Wendy todavía seguía llorando y Peter se unió a ella.
-Sólo un momento, sólo un momento, sólo otro momento en el cuarto de
jugar -gritaban.
-Oh, George -dijo la mujer-. No les hará daño.
-Muy bien... muy bien, siempre que se callen. Un minuto, ténganlo en
cuenta, y luego desconectada para siempre.
-Papá, papá, papá -dijeron alegres los chicos, sonriendo con la cara
llena de lágrimas.
-Y luego nos iremos de vacaciones. David McClean volverá dentro de media
hora para ayudarnos a recoger las cosas y llevarnos al aeropuerto. Me voy a
vestir. Conecta la habitación durante un minuto. Lydia, sólo un minuto, tenlo
en cuenta.
Y los tres se pusieron a parlotear mientras él dejaba que el tubo de
aire le aspirara al piso de arriba y empezaba a vestirse por sí mismo. Un
minuto después, apareció Lydia.
-Me sentiré muy contenta cuando nos vayamos -dijo suspirando.

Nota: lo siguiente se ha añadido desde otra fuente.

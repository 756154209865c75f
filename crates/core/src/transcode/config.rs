//! Configuration for the transcode module.

use serde::{Deserialize, Serialize};
use std::path::PathBuf;

/// Which backend implements [`VideoProcessor`](super::VideoProcessor).
#[derive(Debug, Clone, Copy, Default, PartialEq, Eq, Serialize, Deserialize)]
#[serde(rename_all = "snake_case")]
pub enum BackendKind {
    /// Hand-built ffmpeg argument vectors, rotation baked into pixels.
    #[default]
    DirectProcess,
    /// Commands assembled through the ffmpeg-sidecar builder, rotation left to the player.
    EncoderCli,
}

impl BackendKind {
    pub fn as_str(&self) -> &'static str {
        match self {
            Self::DirectProcess => "direct_process",
            Self::EncoderCli => "encoder_cli",
        }
    }
}

/// What happens to the container rotation field when pixels are not rotated.
#[derive(Debug, Clone, Copy, Default, PartialEq, Eq, Serialize, Deserialize)]
#[serde(rename_all = "snake_case")]
pub enum RotationMetadataPolicy {
    /// Write the resolved rotation back so players can apply it.
    #[default]
    Preserve,
    /// Write an explicit zero.
    Zero,
}

/// Transcoder binaries and process settings.
#[derive(Debug, Clone, PartialEq, Serialize, Deserialize)]
pub struct TranscoderConfig {
    /// Path to ffmpeg binary.
    #[serde(default = "default_ffmpeg_path")]
    pub ffmpeg_path: PathBuf,

    /// Path to ffprobe binary.
    #[serde(default = "default_ffprobe_path")]
    pub ffprobe_path: PathBuf,

    /// Backend selected at construction time.
    #[serde(default)]
    pub backend: BackendKind,

    /// Timeout for a single subprocess in seconds.
    #[serde(default = "default_timeout")]
    pub timeout_secs: u64,

    /// FFmpeg log level (quiet, panic, fatal, error, warning, info, verbose, debug, trace).
    #[serde(default = "default_log_level")]
    pub ffmpeg_log_level: String,

    /// Rotation field policy for the encoder CLI backend.
    #[serde(default)]
    pub rotation_metadata: RotationMetadataPolicy,

    /// Additional ffmpeg output arguments, inserted before the output path.
    #[serde(default)]
    pub extra_ffmpeg_args: Vec<String>,
}

fn default_ffmpeg_path() -> PathBuf {
    PathBuf::from("ffmpeg")
}

fn default_ffprobe_path() -> PathBuf {
    PathBuf::from("ffprobe")
}

fn default_timeout() -> u64 {
    1800 // 30 minutes
}

fn default_log_level() -> String {
    "error".to_string()
}

impl Default for TranscoderConfig {
    fn default() -> Self {
        Self {
            ffmpeg_path: default_ffmpeg_path(),
            ffprobe_path: default_ffprobe_path(),
            backend: BackendKind::default(),
            timeout_secs: default_timeout(),
            ffmpeg_log_level: default_log_level(),
            rotation_metadata: RotationMetadataPolicy::default(),
            extra_ffmpeg_args: Vec::new(),
        }
    }
}

impl TranscoderConfig {
    /// Creates a new config with custom ffmpeg/ffprobe paths.
    pub fn with_paths(ffmpeg_path: PathBuf, ffprobe_path: PathBuf) -> Self {
        Self {
            ffmpeg_path,
            ffprobe_path,
            ..Default::default()
        }
    }

    /// Sets the backend.
    pub fn with_backend(mut self, backend: BackendKind) -> Self {
        self.backend = backend;
        self
    }

    /// Sets the timeout in seconds.
    pub fn with_timeout(mut self, timeout_secs: u64) -> Self {
        self.timeout_secs = timeout_secs;
        self
    }
}

/// Caller-supplied encode settings, read-only for one processing call.
#[derive(Debug, Clone, PartialEq, Serialize, Deserialize)]
pub struct VideoProcessingConfig {
    #[serde(default = "default_max_width")]
    pub max_width: u32,

    #[serde(default = "default_max_height")]
    pub max_height: u32,

    #[serde(default = "default_thumbnail_max")]
    pub thumbnail_max_width: u32,

    #[serde(default = "default_thumbnail_max")]
    pub thumbnail_max_height: u32,

    /// Where the thumbnail frame is taken, in seconds.
    #[serde(default = "default_thumbnail_offset")]
    pub thumbnail_offset_secs: f64,

    /// Target video bitrate in kbps. `maxrate` and `bufsize` derive from it.
    #[serde(default = "default_video_bitrate")]
    pub target_bitrate_kbps: u32,

    #[serde(default = "default_audio_bitrate")]
    pub audio_bitrate_kbps: u32,

    #[serde(default = "default_video_codec")]
    pub preferred_video_codec: String,

    #[serde(default = "default_audio_codec")]
    pub preferred_audio_codec: String,

    /// Tried in order when the preferred video codec is unavailable.
    #[serde(default = "default_video_fallbacks")]
    pub video_codec_fallbacks: Vec<String>,

    /// Tried in order when the preferred audio codec is unavailable.
    #[serde(default = "default_audio_fallbacks")]
    pub audio_codec_fallbacks: Vec<String>,
}

fn default_max_width() -> u32 {
    1280
}

fn default_max_height() -> u32 {
    1280
}

fn default_thumbnail_max() -> u32 {
    480
}

fn default_thumbnail_offset() -> f64 {
    1.0
}

fn default_video_bitrate() -> u32 {
    2500
}

fn default_audio_bitrate() -> u32 {
    128
}

fn default_video_codec() -> String {
    "libx264".to_string()
}

fn default_audio_codec() -> String {
    "aac".to_string()
}

fn default_video_fallbacks() -> Vec<String> {
    ["libopenh264", "h264_videotoolbox", "libx265", "mpeg4"]
        .iter()
        .map(|s| s.to_string())
        .collect()
}

fn default_audio_fallbacks() -> Vec<String> {
    ["libfdk_aac", "aac_at", "libmp3lame"]
        .iter()
        .map(|s| s.to_string())
        .collect()
}

impl Default for VideoProcessingConfig {
    fn default() -> Self {
        Self {
            max_width: default_max_width(),
            max_height: default_max_height(),
            thumbnail_max_width: default_thumbnail_max(),
            thumbnail_max_height: default_thumbnail_max(),
            thumbnail_offset_secs: default_thumbnail_offset(),
            target_bitrate_kbps: default_video_bitrate(),
            audio_bitrate_kbps: default_audio_bitrate(),
            preferred_video_codec: default_video_codec(),
            preferred_audio_codec: default_audio_codec(),
            video_codec_fallbacks: default_video_fallbacks(),
            audio_codec_fallbacks: default_audio_fallbacks(),
        }
    }
}

impl VideoProcessingConfig {
    /// Sets the output bounds.
    pub fn with_max_dimensions(mut self, max_width: u32, max_height: u32) -> Self {
        self.max_width = max_width;
        self.max_height = max_height;
        self
    }

    /// Sets the thumbnail bounds.
    pub fn with_thumbnail_dimensions(mut self, max_width: u32, max_height: u32) -> Self {
        self.thumbnail_max_width = max_width;
        self.thumbnail_max_height = max_height;
        self
    }

    /// Offset actually used for a clip of `duration_secs`.
    ///
    /// Falls back to the middle of the clip when the configured offset is not
    /// strictly inside it.
    pub fn thumbnail_offset_for(&self, duration_secs: f64) -> f64 {
        if duration_secs > 0.0 && self.thumbnail_offset_secs >= duration_secs {
            duration_secs / 2.0
        } else {
            self.thumbnail_offset_secs.max(0.0)
        }
    }
}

-¿Los has dejado en el cuarto?
-También yo me quería vestir. Oh, esa espantosa África. ¿Qué le pueden
encontrar?
-Bueno, dentro de cinco minutos y pico estaremos camino de Iowa. Señor,
¿cómo se nos ocurrió tener esta casa? ¿Qué nos impulsó a comprar una pesadilla?
-El orgullo, el dinero, la estupidez.
-Creo que será mejor que baje antes de que esos chicos vuelvan a
entusiasmarse con esas malditas fieras.
Precisamente entonces oyeron que llamaban los niños.
-Papá, mamá, vengan enseguida... ¡enseguida!
Bajaron al otro piso por el tubo de aire y atravesaron corriendo el
vestíbulo. Los niños no estaban a la vista.
-¿Wendy? ¡Peter!
Corrieron al cuarto de jugar. En la pradera africana no había nadie a no
ser los leones, que los miraban.
-¿Peter, Wendy?
La puerta se cerró dando un portazo.
-¡Wendy, Peter!
George Hadley y su mujer dieron la vuelta y corrieron a la puerta.
-¡Abran esta puerta! -gritó George Hadley, tratando de hacer girar el
picaporte-. ¡Han cerrado por fuera! ¡Peter! -golpeó la puerta-. ¡Abran!
Oyó la voz de Peter afuera, pegada a la puerta.
-No los dejen desconectar la habitación y la casa -estaba diciendo.
George Hadley y su mujer daban golpes en la puerta.
-No sean absurdos, chicos. Es hora de irse. El señor McClean llegará en
un momento y...
Y entonces oyeron los sonidos.
Los leones los rodeaban por tres lados. Avanzaban por la hierba amarilla
de la pradera, olisqueando y rugiendo.
Los leones.
George Hadley miró a su mujer y los dos se dieron la vuelta y volvieron a mirar a las fieras que avanzaban lentamente,
encogiéndose, con el rabo tieso. George Hadley y su mujer gritaron.
Y de
repente se dieron cuenta del motivo por el que aquellos gritos anteriores les
habían sonado tan conocidos.
-Muy bien, aquí estoy -dijo David McClean a la puerta del cuarto de
jugar-. Oh, hola -miró fijamente a los niños, que estaban sentados en el centro
del claro merendando. Más allá de ellos estaban la charca y la pradera
amarilla; por encima había un sol abrasador. Empezó a sudar-. ¿Dónde están sus
padres?
Los niños alzaron la vista y sonrieron.
-Oh, estarán aquí enseguida.
-Bien, porque nos tenemos que ir -a lo lejos, McClean distinguió a los
leones peleándose. Luego vio cómo se tranquilizaban y se ponían a comer en
silencio, a la sombra de los árboles.
Lo observó con la mano encima de los ojos entrecerrados.
Ahora los leones habían terminado de comer. Se acercaron a la charca
para beber.
Una sombra parpadeó por encima de la ardiente cara de McClean.
Parpadearon muchas sombras. Los buitres bajaban del cielo abrasador.
-¿Una taza de té? -preguntó Wendy en medio del silencio.